President Donald Trump listens during a meeting with lawmakers on immigration policy in the Cabinet Room of the White House. Picture: Evan Vucci/AP

Washington - A US judge blocked President Donald Trump's administration on Tuesday from ending a programme that shielded from deportation children brought to the United States illegally by their parents.

Trump decided in September to rescind the Deferred Action for Childhood Arrivals programme, or DACA. US District Judge William Alsup ruled in San Francisco on Tuesday the programme must remain in place while litigation over Trump's decision unfolds.

The ruling came as Trump and US congressional leaders negotiated broad immigration reforms.

Alsup's decision follows on from stands taken by other US judges to rein in Trump's immigration policies, striking down moves against sanctuary cities and limiting the scope of a ban against travel from some Muslim-majority counties.

The DACA programme has provided protection from deportation and the right to work legally to nearly 800,000 young people since it was authorised by President Barack Obama in 2012.

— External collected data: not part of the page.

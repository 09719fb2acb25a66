//! Caller-side enforcement of the exchange contract.
//!
//! # Responsibilities
//! - Fail fast on a closed exchange or an already expired deadline
//! - Bound every engine call by the caller's deadline
//! - Verify returned blocks against the requested ids
//! - Account for every requested id in batch results
//!
//! # Design Decisions
//! - Engine failures pass through unchanged; the client only adds `Timeout`,
//!   `Closed` and `InvalidBlock`
//! - A bad block in a batch is reported as missing, not as a batch failure

use std::collections::{HashMap, HashSet};
use std::sync::atomic::{AtomicBool, Ordering};
use std::time::Duration;

use tokio::time::{timeout_at, Instant};

use crate::config::ExchangeConfig;
use crate::exchange::contract::Exchange;
use crate::exchange::types::{Block, BlockBatch, Cid, ExchangeError, ExchangeResult};
use crate::observability::metrics;

/// Extra time an engine gets past a batch deadline to hand back what it found.
const BATCH_COLLECT_GRACE: Duration = Duration::from_millis(50);

/// Entry point for upper layers calling into an exchange engine.
#[derive(Debug)]
pub struct ExchangeClient<E> {
    engine: E,
    closed: AtomicBool,
    fetch_timeout: Duration,
}

impl<E: Exchange> ExchangeClient<E> {
    pub fn new(engine: E) -> Self {
        Self::with_config(engine, &ExchangeConfig::default())
    }

    pub fn with_config(engine: E, config: &ExchangeConfig) -> Self {
        Self {
            engine,
            closed: AtomicBool::new(false),
            fetch_timeout: config.fetch_timeout(),
        }
    }

    pub fn engine(&self) -> &E {
        &self.engine
    }

    fn admit(&self, deadline: Instant) -> ExchangeResult<()> {
        if self.closed.load(Ordering::SeqCst) {
            return Err(ExchangeError::Closed);
        }
        if Instant::now() >= deadline {
            return Err(ExchangeError::Timeout);
        }
        Ok(())
    }

    /// Fetch one block before `deadline`.
    pub async fn get_block(&self, deadline: Instant, cid: &Cid) -> ExchangeResult<Block> {
        let result = match self.admit(deadline) {
            Ok(()) => timeout_at(deadline, self.engine.get_block(deadline, cid))
                .await
                .unwrap_or(Err(ExchangeError::Timeout))
                .and_then(|block| check_block(cid, block)),
            Err(e) => Err(e),
        };

        match &result {
            Ok(_) => metrics::record_exchange_request("get_block", "ok"),
            Err(e) => {
                tracing::debug!(cid = %cid, error = %e, "Block fetch failed");
                metrics::record_exchange_request("get_block", e.as_str());
            }
        }
        result
    }

    /// Fetch one block, giving up `timeout` from now.
    pub async fn get_block_within(&self, timeout: Duration, cid: &Cid) -> ExchangeResult<Block> {
        self.get_block(Instant::now() + timeout, cid).await
    }

    /// Default single-fetch budget, from `exchange.fetch_timeout_ms`.
    pub fn fetch_timeout(&self) -> Duration {
        self.fetch_timeout
    }

    /// Fetch several blocks before `deadline`.
    ///
    /// Duplicate ids are fetched once. The result lists each distinct id
    /// exactly once, in request order within `found` and `missing`.
    /// An expired deadline yields everything as missing rather than an error.
    pub async fn get_blocks(
        &self,
        deadline: Instant,
        cids: &[Cid],
    ) -> ExchangeResult<BlockBatch> {
        let requested = dedup(cids);

        match self.admit(deadline) {
            Ok(()) => {}
            Err(ExchangeError::Timeout) => {
                metrics::record_exchange_request("get_blocks", "timeout");
                return Ok(BlockBatch {
                    found: Vec::new(),
                    missing: requested,
                });
            }
            Err(e) => {
                metrics::record_exchange_request("get_blocks", e.as_str());
                return Err(e);
            }
        }

        let engine_call = self.engine.get_blocks(deadline, &requested);
        let batch = match timeout_at(deadline + BATCH_COLLECT_GRACE, engine_call).await {
            Ok(Ok(batch)) => batch,
            Ok(Err(e)) => {
                metrics::record_exchange_request("get_blocks", e.as_str());
                return Err(e);
            }
            Err(_) => {
                tracing::warn!(
                    requested = requested.len(),
                    "Exchange engine overran batch deadline"
                );
                BlockBatch::default()
            }
        };

        let batch = reconcile(&requested, batch);
        let result = if batch.is_complete() { "ok" } else { "partial" };
        metrics::record_exchange_request("get_blocks", result);
        Ok(batch)
    }

    /// Announce a locally obtained block.
    pub async fn has_block(&self, block: Block) -> ExchangeResult<()> {
        let result = if self.closed.load(Ordering::SeqCst) {
            Err(ExchangeError::Closed)
        } else if !block.verify() {
            Err(ExchangeError::InvalidBlock {
                expected: *block.cid(),
                actual: Cid::digest(block.data()),
            })
        } else {
            self.engine.has_block(block).await
        };

        match &result {
            Ok(()) => metrics::record_exchange_request("has_block", "ok"),
            Err(e) => {
                tracing::debug!(error = %e, "Block announcement refused");
                metrics::record_exchange_request("has_block", e.as_str());
            }
        }
        result
    }

    /// Non-blocking connectivity check.
    pub fn is_online(&self) -> bool {
        !self.closed.load(Ordering::SeqCst) && self.engine.is_online()
    }

    /// Take the exchange offline. Later calls fail with `Closed`.
    pub async fn close(&self) -> ExchangeResult<()> {
        if self.closed.swap(true, Ordering::SeqCst) {
            return Ok(());
        }
        self.engine.close().await
    }
}

fn check_block(requested: &Cid, block: Block) -> ExchangeResult<Block> {
    if block.cid() != requested || !block.verify() {
        return Err(ExchangeError::InvalidBlock {
            expected: *requested,
            actual: Cid::digest(block.data()),
        });
    }
    Ok(block)
}

fn dedup(cids: &[Cid]) -> Vec<Cid> {
    let mut seen = HashSet::with_capacity(cids.len());
    cids.iter().copied().filter(|cid| seen.insert(*cid)).collect()
}

/// Keep only verified blocks that were asked for; everything else is missing.
fn reconcile(requested: &[Cid], batch: BlockBatch) -> BlockBatch {
    let mut returned: HashMap<Cid, Block> = HashMap::with_capacity(batch.found.len());
    for block in batch.found {
        if !block.verify() {
            tracing::warn!(cid = %block.cid(), "Discarding block that fails verification");
            continue;
        }
        returned.insert(*block.cid(), block);
    }

    let mut result = BlockBatch::default();
    for cid in requested {
        match returned.remove(cid) {
            Some(block) => result.found.push(block),
            None => result.missing.push(*cid),
        }
    }
    if !returned.is_empty() {
        tracing::warn!(extra = returned.len(), "Engine returned blocks that were not requested");
    }
    result
}
//! In-process exchange engine.
//!
//! # Responsibilities
//! - Keep a local block store and a set of simulated peers
//! - Fetch from peers concurrently, with per-peer latency and reachability
//! - Deliver announced blocks to peers that asked for them
//! - Queue announcements for a provider to publish later
//!
//! Used by tests and local development in place of a network engine.

use std::collections::VecDeque;
use std::sync::atomic::{AtomicBool, AtomicU64, Ordering};
use std::sync::{Arc, Mutex};
use std::time::Duration;

use async_trait::async_trait;
use dashmap::{DashMap, DashSet};
use futures_util::future::join_all;
use futures_util::stream::{FuturesUnordered, StreamExt};
use tokio::time::{timeout_at, Instant};

use crate::exchange::contract::Exchange;
use crate::exchange::types::{Block, BlockBatch, Cid, ExchangeError, ExchangeResult};

/// Announcements kept for a provider that has not drained them yet.
/// The oldest are dropped first once the queue is full.
pub const MAX_PENDING_ANNOUNCEMENTS: usize = 1024;

/// A simulated remote peer.
#[derive(Debug)]
pub struct MemoryPeer {
    name: String,
    blocks: DashMap<Cid, Block>,
    wants: DashSet<Cid>,
    latency: Duration,
    reachable: AtomicBool,
}

impl MemoryPeer {
    pub fn new(name: impl Into<String>) -> Self {
        Self {
            name: name.into(),
            blocks: DashMap::new(),
            wants: DashSet::new(),
            latency: Duration::ZERO,
            reachable: AtomicBool::new(true),
        }
    }

    /// Delay applied to every request served by this peer.
    pub fn with_latency(mut self, latency: Duration) -> Self {
        self.latency = latency;
        self
    }

    pub fn name(&self) -> &str {
        &self.name
    }

    pub fn insert(&self, block: Block) {
        self.blocks.insert(*block.cid(), block);
    }

    pub fn has(&self, cid: &Cid) -> bool {
        self.blocks.contains_key(cid)
    }

    /// Register interest in a block this peer does not have yet.
    pub fn want(&self, cid: Cid) {
        self.wants.insert(cid);
    }

    pub fn wants(&self, cid: &Cid) -> bool {
        self.wants.contains(cid)
    }

    pub fn set_reachable(&self, reachable: bool) {
        self.reachable.store(reachable, Ordering::SeqCst);
    }

    pub fn is_reachable(&self) -> bool {
        self.reachable.load(Ordering::SeqCst)
    }

    async fn fetch(&self, cid: &Cid) -> ExchangeResult<Option<Block>> {
        if !self.is_reachable() {
            return Err(ExchangeError::Network(format!("peer {} unreachable", self.name)));
        }
        if !self.latency.is_zero() {
            tokio::time::sleep(self.latency).await;
        }
        Ok(self.blocks.get(cid).map(|entry| entry.value().clone()))
    }

    /// Hand over an announced block if this peer wanted it.
    fn notify(&self, block: &Block) -> bool {
        if self.wants.remove(block.cid()).is_some() {
            self.insert(block.clone());
            true
        } else {
            false
        }
    }
}

/// Exchange engine backed by in-memory peers.
#[derive(Debug)]
pub struct MemoryExchange {
    local: DashMap<Cid, Block>,
    peers: Vec<Arc<MemoryPeer>>,
    announcements: Mutex<VecDeque<Cid>>,
    closed: AtomicBool,
    peer_queries: AtomicU64,
}

impl MemoryExchange {
    pub fn new(peers: Vec<Arc<MemoryPeer>>) -> Self {
        Self {
            local: DashMap::new(),
            peers,
            announcements: Mutex::new(VecDeque::new()),
            closed: AtomicBool::new(false),
            peer_queries: AtomicU64::new(0),
        }
    }

    /// An engine with no peers: only locally announced blocks are available.
    pub fn offline() -> Self {
        Self::new(Vec::new())
    }

    /// Requests sent to peers so far.
    pub fn peer_queries(&self) -> u64 {
        self.peer_queries.load(Ordering::SeqCst)
    }

    pub fn local_block(&self, cid: &Cid) -> Option<Block> {
        self.local.get(cid).map(|entry| entry.value().clone())
    }

    /// Take the queued announcements, oldest first.
    ///
    /// The owner is expected to drain these periodically; at most
    /// [`MAX_PENDING_ANNOUNCEMENTS`] are kept.
    pub fn take_announcements(&self) -> Vec<Cid> {
        self.announcements
            .lock()
            .unwrap_or_else(|poisoned| poisoned.into_inner())
            .drain(..)
            .collect()
    }

    fn ensure_open(&self) -> ExchangeResult<()> {
        if self.closed.load(Ordering::SeqCst) {
            Err(ExchangeError::Closed)
        } else {
            Ok(())
        }
    }

    /// Ask every peer at once; the first one holding the block wins.
    async fn fetch_from_peers(&self, cid: &Cid) -> ExchangeResult<Block> {
        if self.peers.is_empty() {
            return Err(ExchangeError::Network("no peers connected".into()));
        }

        self.peer_queries.fetch_add(self.peers.len() as u64, Ordering::SeqCst);
        let mut pending: FuturesUnordered<_> =
            self.peers.iter().map(|peer| peer.fetch(cid)).collect();

        let mut answered = false;
        let mut last_error = None;
        while let Some(result) = pending.next().await {
            match result {
                Ok(Some(block)) => return Ok(block),
                Ok(None) => answered = true,
                Err(e) => last_error = Some(e),
            }
        }

        match last_error {
            Some(e) if !answered => Err(e),
            _ => Err(ExchangeError::NotFound(*cid)),
        }
    }

    async fn fetch_one(&self, cid: &Cid) -> ExchangeResult<Block> {
        if let Some(block) = self.local_block(cid) {
            return Ok(block);
        }
        let block = self.fetch_from_peers(cid).await?;
        self.local.insert(*cid, block.clone());
        Ok(block)
    }
}

#[async_trait]
impl Exchange for MemoryExchange {
    async fn get_block(&self, deadline: Instant, cid: &Cid) -> ExchangeResult<Block> {
        self.ensure_open()?;
        if Instant::now() >= deadline {
            return Err(ExchangeError::Timeout);
        }
        timeout_at(deadline, self.fetch_one(cid))
            .await
            .unwrap_or(Err(ExchangeError::Timeout))
    }

    async fn get_blocks(&self, deadline: Instant, cids: &[Cid]) -> ExchangeResult<BlockBatch> {
        self.ensure_open()?;
        if Instant::now() >= deadline {
            return Ok(BlockBatch {
                found: Vec::new(),
                missing: cids.to_vec(),
            });
        }

        let fetches = cids.iter().map(|cid| timeout_at(deadline, self.fetch_one(cid)));
        let results = join_all(fetches).await;

        let mut batch = BlockBatch::default();
        for (cid, result) in cids.iter().zip(results) {
            match result {
                Ok(Ok(block)) => batch.found.push(block),
                _ => batch.missing.push(*cid),
            }
        }
        Ok(batch)
    }

    async fn has_block(&self, block: Block) -> ExchangeResult<()> {
        self.ensure_open()?;
        let cid = *block.cid();

        for peer in self.peers.iter().filter(|p| p.is_reachable()) {
            if peer.notify(&block) {
                tracing::debug!(peer = peer.name(), cid = %cid, "Delivered announced block");
            }
        }

        self.local.insert(cid, block);
        let mut queue = self
            .announcements
            .lock()
            .unwrap_or_else(|poisoned| poisoned.into_inner());
        if queue.len() >= MAX_PENDING_ANNOUNCEMENTS {
            if let Some(dropped) = queue.pop_front() {
                tracing::debug!(cid = %dropped, "Announcement queue full, dropping oldest");
            }
        }
        queue.push_back(cid);
        Ok(())
    }

    fn is_online(&self) -> bool {
        !self.closed.load(Ordering::SeqCst) && self.peers.iter().any(|p| p.is_reachable())
    }

    async fn close(&self) -> ExchangeResult<()> {
        if !self.closed.swap(true, Ordering::SeqCst) {
            self.local.clear();
            self.announcements
                .lock()
                .unwrap_or_else(|poisoned| poisoned.into_inner())
                .clear();
            tracing::info!(peers = self.peers.len(), "Memory exchange closed");
        }
        Ok(())
    }
}
//! Observability subsystem.
//!
//! # Data Flow
//! ```text
//! Listener, sessions, exchange client produce:
//!     → logging.rs (structured log events)
//!     → metrics.rs (counters, gauges)
//!
//! Consumers:
//!     → stdout (fmt subscriber)
//!     → Metrics endpoint (Prometheus scrape), when enabled
//! ```

pub mod logging;
pub mod metrics;
//! Shutdown coordination.

use tokio_util::sync::CancellationToken;

/// Coordinator for stopping the accept loop.
///
/// Wraps a cancellation token that long-running tasks observe.
#[derive(Debug, Clone)]
pub struct Shutdown {
    token: CancellationToken,
}

impl Shutdown {
    /// Create a new shutdown coordinator.
    pub fn new() -> Self {
        Self {
            token: CancellationToken::new(),
        }
    }

    /// Token for a task that should stop on shutdown.
    pub fn token(&self) -> CancellationToken {
        self.token.clone()
    }

    /// Trigger the shutdown signal. Idempotent.
    pub fn trigger(&self) {
        self.token.cancel();
    }

    pub fn is_triggered(&self) -> bool {
        self.token.is_cancelled()
    }
}

impl Default for Shutdown {
    fn default() -> Self {
        Self::new()
    }
}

Several states, organisations and individuals have filed lawsuits seeking to protect DACA recipients, who are known as Dreamers.

Alsup said in his ruling the federal government did not have to process new applications from people who had never before received protection under the program. However, he ordered the government to process renewal applications people who had previously been covered.

"DACA gave them a more tolerable set of choices, including joining the mainstream workforce," Alsup wrote. "Now, absent an injunction, they will slide back to the pre-DACA era and associated hardship."

A Department of Homeland Security spokesman declined to comment, and representatives for the White House and the Department of Justice could not be reached immediately for comment.

Trump ran on a hardline immigration platform during the 2016 presidential election, promising to end DACA and strengthen border protections to increase jobs for US workers.